(TASK INPUT begins)
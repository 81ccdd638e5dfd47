//! Stored function names and SQL builders
//!
//! The roster schema is a pinned external contract: every stored function
//! and parameter name the service relies on is declared here.

// Student roster functions. Multi-row functions return SETOF refcursor,
// one cursor per result set, in the order documented next to each name.

/// Schools, grades, teachers, classes
pub const SP_GET_STUDENT_DROPDOWN_DATA: &str = "sp_get_student_dropdown_data";
pub const SP_SEARCH_STUDENTS: &str = "sp_search_students";
pub const SP_GET_STUDENT_COUNT: &str = "sp_get_student_count";
pub const SP_SEARCH_INDIVIDUAL_STUDENT: &str = "sp_search_individual_student";
/// Student row, then enrolled courses
pub const SP_GET_STUDENT_DETAIL: &str = "sp_get_student_detail";
pub const SP_SEARCH_STUDENTS_BY_PROGRAM: &str = "sp_search_students_by_program";
pub const SP_GET_CASCADING_DROPDOWN_DATA: &str = "sp_get_cascading_dropdown_data";

// Teacher directory functions

pub const SP_GET_ALL_TEACHERS: &str = "sp_get_all_teachers";
pub const SP_GET_TEACHER_SCHEDULE: &str = "sp_get_teacher_schedule";
pub const SP_GET_TEACHER_BY_ID: &str = "sp_get_teacher_by_id";
/// Schools, subjects, grades
pub const SP_GET_TEACHER_DROPDOWN_DATA: &str = "sp_get_teacher_dropdown_data";

// Parameter names

pub const P_SCHOOL: &str = "p_school";
pub const P_GRADE: &str = "p_grade";
pub const P_TEACHER: &str = "p_teacher";
pub const P_CLASS: &str = "p_class";
pub const P_LEVEL: &str = "p_level";
pub const P_SEARCH_TERM: &str = "p_search_term";
pub const P_SEARCH_TYPE: &str = "p_search_type";
pub const P_STUDENT_ID: &str = "p_student_id";
pub const P_PROGRAM_TYPE: &str = "p_program_type";
pub const P_EMPLOYEE_ID: &str = "p_employee_id";

/// Name of the connected database
pub const CURRENT_DATABASE: &str = "SELECT current_database()";

/// List all user base tables
pub const LIST_BASE_TABLES: &str = r#"
    SELECT table_name::text
    FROM information_schema.tables
    WHERE table_type = 'BASE TABLE'
        AND table_schema NOT IN ('pg_catalog', 'information_schema')
    ORDER BY table_name
"#;

/// Portal login accounts
pub const CREATE_PORTAL_USERS: &str = r#"
    CREATE TABLE IF NOT EXISTS portal_users (
        id SERIAL PRIMARY KEY,
        email VARCHAR(255) UNIQUE NOT NULL,
        password_hash VARCHAR(255) NOT NULL,
        created_at TIMESTAMPTZ NOT NULL DEFAULT CURRENT_TIMESTAMP
    )
"#;

pub const FIND_USER_BY_EMAIL: &str = r#"
    SELECT id, email, password_hash
    FROM portal_users
    WHERE lower(email) = lower($1)
"#;

pub const INSERT_USER: &str = r#"
    INSERT INTO portal_users (email, password_hash)
    VALUES ($1, $2)
    ON CONFLICT (email) DO NOTHING
    RETURNING id, email, password_hash
"#;

/// SQL builder for stored function calls
pub struct SqlBuilder;

impl SqlBuilder {
    /// Quote an identifier (function/parameter/cursor name) safely
    pub fn quote_ident(ident: &str) -> String {
        format!("\"{}\"", ident.replace('"', "\"\""))
    }

    /// Named-notation argument list: `"p_a" => $1, "p_b" => $2`
    fn named_args(params: &[&str]) -> String {
        params
            .iter()
            .enumerate()
            .map(|(i, name)| format!("{} => ${}", Self::quote_ident(name), i + 1))
            .collect::<Vec<_>>()
            .join(", ")
    }

    /// Call a function returning SETOF refcursor, yielding cursor names as text
    pub fn call_cursor_function(function: &str, params: &[&str]) -> String {
        format!(
            "SELECT cur::text FROM {}({}) AS cur",
            Self::quote_ident(function),
            Self::named_args(params)
        )
    }

    /// Call a scalar function, widened to bigint
    pub fn call_scalar_function(function: &str, params: &[&str]) -> String {
        format!(
            "SELECT ({}({}))::bigint",
            Self::quote_ident(function),
            Self::named_args(params)
        )
    }

    pub fn fetch_all(cursor: &str) -> String {
        format!("FETCH ALL FROM {}", Self::quote_ident(cursor))
    }
}

#[cfg(test)]
mod tests {
    use super::*;

    #[test]
    fn test_quote_ident_escapes_quotes() {
        assert_eq!(SqlBuilder::quote_ident("sp_x"), "\"sp_x\"");
        assert_eq!(SqlBuilder::quote_ident("a\"b"), "\"a\"\"b\"");
    }

    #[test]
    fn test_cursor_call_uses_named_notation() {
        let sql = SqlBuilder::call_cursor_function(SP_SEARCH_STUDENTS, &[P_SCHOOL, P_GRADE]);
        assert_eq!(
            sql,
            "SELECT cur::text FROM \"sp_search_students\"(\"p_school\" => $1, \"p_grade\" => $2) AS cur"
        );
    }

    #[test]
    fn test_cursor_call_without_params() {
        let sql = SqlBuilder::call_cursor_function(SP_GET_ALL_TEACHERS, &[]);
        assert_eq!(sql, "SELECT cur::text FROM \"sp_get_all_teachers\"() AS cur");
    }

    #[test]
    fn test_scalar_call_widens_to_bigint() {
        let sql = SqlBuilder::call_scalar_function(SP_GET_STUDENT_COUNT, &[P_CLASS]);
        assert_eq!(
            sql,
            "SELECT (\"sp_get_student_count\"(\"p_class\" => $1))::bigint"
        );
    }

    #[test]
    fn test_fetch_all_quotes_cursor() {
        assert_eq!(
            SqlBuilder::fetch_all("<unnamed portal 1>"),
            "FETCH ALL FROM \"<unnamed portal 1>\""
        );
    }
}
//! Teacher directory route handlers

use crate::error::{not_found_error, ApiResult};
use crate::roster::models::{DropdownData, SearchResult, TeacherRecord, TeacherScheduleEntry};
use crate::state::SharedState;
use axum::{
    extract::{Path, State},
    Json,
};
use tracing::debug;

/// GET /api/teachers
pub async fn list_teachers(State(state): State<SharedState>) -> Json<SearchResult<TeacherRecord>> {
    Json(state.teachers.all_teachers().await)
}

/// GET /api/teachers/dropdown-data
pub async fn dropdown_data(State(state): State<SharedState>) -> ApiResult<Json<DropdownData>> {
    Ok(Json(state.teachers.teacher_dropdown_data().await?))
}

/// GET /api/teachers/{id}
pub async fn get_teacher(
    State(state): State<SharedState>,
    Path(employee_id): Path<i32>,
) -> ApiResult<Json<TeacherRecord>> {
    debug!("Getting teacher {}", employee_id);

    state
        .teachers
        .teacher_by_id(employee_id)
        .await
        .map(Json)
        .ok_or_else(|| not_found_error(format!("Teacher with ID {} not found", employee_id)))
}

/// GET /api/teachers/{id}/schedule
pub async fn teacher_schedule(
    State(state): State<SharedState>,
    Path(employee_id): Path<i32>,
) -> Json<SearchResult<TeacherScheduleEntry>> {
    Json(state.teachers.teacher_schedule(employee_id).await)
}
(TASK INPUT ends)
### [EXERCISE OBJECTIVE]
Which of the lines above hold the string "VARCHAR"? Pick each of them out.

### [SOLUTION]
        email VARCHAR(255) UNIQUE NOT NULL,
        password_hash VARCHAR(255) NOT NULL,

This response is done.